Running Terms
A selective glossary for structured training.This page is not a dictionary. It is a small set of terms that help runners understand the work more clearly.
If a term does not change how you train, it does not belong here.
Threshold is steady work just below the point where fatigue rises sharply. It should feel controlled enough to hold for extended blocks without straining.
The goal is not to prove fitness. The goal is to make a strong pace feel normal.
Economy is the cost of moving at a given pace. Training improves economy by making the same pace require less energy, less tension, and less waste.
This is why a pace that once felt expensive eventually feels ordinary.
Fuel before harder sessions is not just calories. It helps the body feel resourced enough to organize and engage under load.
A banana or gel before threshold is often less about energy in the abstract and more about giving the system permission to work.
Sleep is where most training adaptation occurs. Deep sleep supports physical repair. REM sleep supports nervous system recovery and coordination.
The most important factor is consistency — especially around threshold days, long runs, and race weeks. Most watches estimate sleep stages, but total sleep and stable timing matter more than perfect stage numbers.
For most runners training seriously, 7–9 hours is the useful range.
Consistency is the ability to repeat good work over long periods of time. One perfect session matters far less than months of uninterrupted training.
The point is not to collect impressive workouts. The point is to keep the sequence alive.

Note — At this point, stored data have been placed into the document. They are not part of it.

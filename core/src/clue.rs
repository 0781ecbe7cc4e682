use alloc::string::String;
use serde::{Deserialize, Serialize};

use crate::RevealOutcome;

/// How far a clue has been uncovered. Only ever moves forward.
#[derive(Copy, Clone, Debug, Default, PartialEq, Eq, PartialOrd, Ord, Serialize, Deserialize)]
pub enum RevealState {
    #[default]
    Hidden,
    Question,
    Answer,
}

impl RevealState {
    pub const fn is_hidden(self) -> bool {
        matches!(self, Self::Hidden)
    }

    pub const fn is_terminal(self) -> bool {
        matches!(self, Self::Answer)
    }

    /// The state one reveal step later, `None` once the answer is showing.
    pub const fn successor(self) -> Option<Self> {
        match self {
            Self::Hidden => Some(Self::Question),
            Self::Question => Some(Self::Answer),
            Self::Answer => None,
        }
    }
}

#[derive(Clone, Debug, PartialEq, Eq, Serialize, Deserialize)]
pub struct Clue {
    question: String,
    answer: String,
    state: RevealState,
}

impl Clue {
    /// Text shown on a cell that has not been revealed yet.
    pub const PLACEHOLDER: &'static str = "?";

    pub fn new(question: impl Into<String>, answer: impl Into<String>) -> Self {
        Self {
            question: question.into(),
            answer: answer.into(),
            state: RevealState::Hidden,
        }
    }

    pub fn question(&self) -> &str {
        &self.question
    }

    pub fn answer(&self) -> &str {
        &self.answer
    }

    pub fn state(&self) -> RevealState {
        self.state
    }

    /// Advances the clue by exactly one step and reports what the cell should show now.
    pub fn reveal(&mut self) -> RevealOutcome {
        use RevealState::*;

        match self.state {
            Hidden => {
                self.state = Question;
                RevealOutcome::ShowQuestion
            }
            Question => {
                self.state = Answer;
                RevealOutcome::ShowAnswer
            }
            Answer => RevealOutcome::NoChange,
        }
    }

    pub fn display_text(&self) -> &str {
        match self.state {
            RevealState::Hidden => Self::PLACEHOLDER,
            RevealState::Question => &self.question,
            RevealState::Answer => &self.answer,
        }
    }
}

#[cfg(test)]
mod tests {
    use super::*;

    #[test]
    fn new_clue_starts_hidden_behind_placeholder() {
        let clue = Clue::new("2+2", "4");

        assert_eq!(clue.state(), RevealState::Hidden);
        assert_eq!(clue.display_text(), "?");
    }

    #[test]
    fn reveal_walks_question_then_answer_then_stops() {
        let mut clue = Clue::new("2+2", "4");

        assert_eq!(clue.reveal(), RevealOutcome::ShowQuestion);
        assert_eq!(clue.state(), RevealState::Question);
        assert_eq!(clue.display_text(), "2+2");

        assert_eq!(clue.reveal(), RevealOutcome::ShowAnswer);
        assert_eq!(clue.state(), RevealState::Answer);
        assert_eq!(clue.display_text(), "4");

        assert_eq!(clue.reveal(), RevealOutcome::NoChange);
        assert_eq!(clue.state(), RevealState::Answer);
        assert_eq!(clue.display_text(), "4");
    }

    #[test]
    fn repeated_reveals_never_leave_answer() {
        let mut clue = Clue::new("Hamlet author", "Shakespeare");
        for _ in 0..10 {
            clue.reveal();
        }

        assert_eq!(clue.state(), RevealState::Answer);
        assert!(!clue.reveal().has_update());
    }

    #[test]
    fn successor_only_moves_forward() {
        let mut state = RevealState::Hidden;
        while let Some(next) = state.successor() {
            assert!(next > state);
            state = next;
        }
        assert!(state.is_terminal());
    }
}
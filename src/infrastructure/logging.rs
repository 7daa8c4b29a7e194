use crate::infrastructure::error::InfraError;
use tracing_subscriber::EnvFilter;

const SUPPORTED_LEVELS: [&str; 5] = ["trace", "debug", "info", "warn", "error"];

/// Installs the global `tracing` subscriber.
///
/// `RUST_LOG` takes precedence over `level`. A subscriber installed earlier
/// (by the host application or a previous call) is left in place.
pub fn init_tracing(level: &str) -> Result<(), InfraError> {
    let level = normalize_level(level)?;
    let filter = EnvFilter::try_from_default_env().unwrap_or_else(|_| EnvFilter::new(level));

    if tracing_subscriber::fmt()
        .with_env_filter(filter)
        .with_target(false)
        .try_init()
        .is_err()
    {
        tracing::debug!("tracing subscriber already installed");
    }
    Ok(())
}

fn normalize_level(level: &str) -> Result<&'static str, InfraError> {
    let normalized = level.trim().to_ascii_lowercase();
    SUPPORTED_LEVELS
        .iter()
        .find(|candidate| **candidate == normalized)
        .copied()
        .ok_or_else(|| InfraError::InvalidConfig(format!("unsupported log level: {level}")))
}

A session is one piece of training work: threshold blocks, long steady efforts, track repetitions, or recovery running.
Sessions repeat across weeks and cycles. The same session may appear on the practice board, in an athlete record, on the speed page, or in the training plan.
The field is the physical training environment. It is not a club, a team, or a social identity.
It is simply a place where runners come to train seriously. People may come and go. The work remains consistent.
Training develops through cycles. A cycle is a block of time with one governing job.
Sessions make the most sense when read inside the cycle they belong to. The same threshold session may mean something different in Organization than it does in Compression.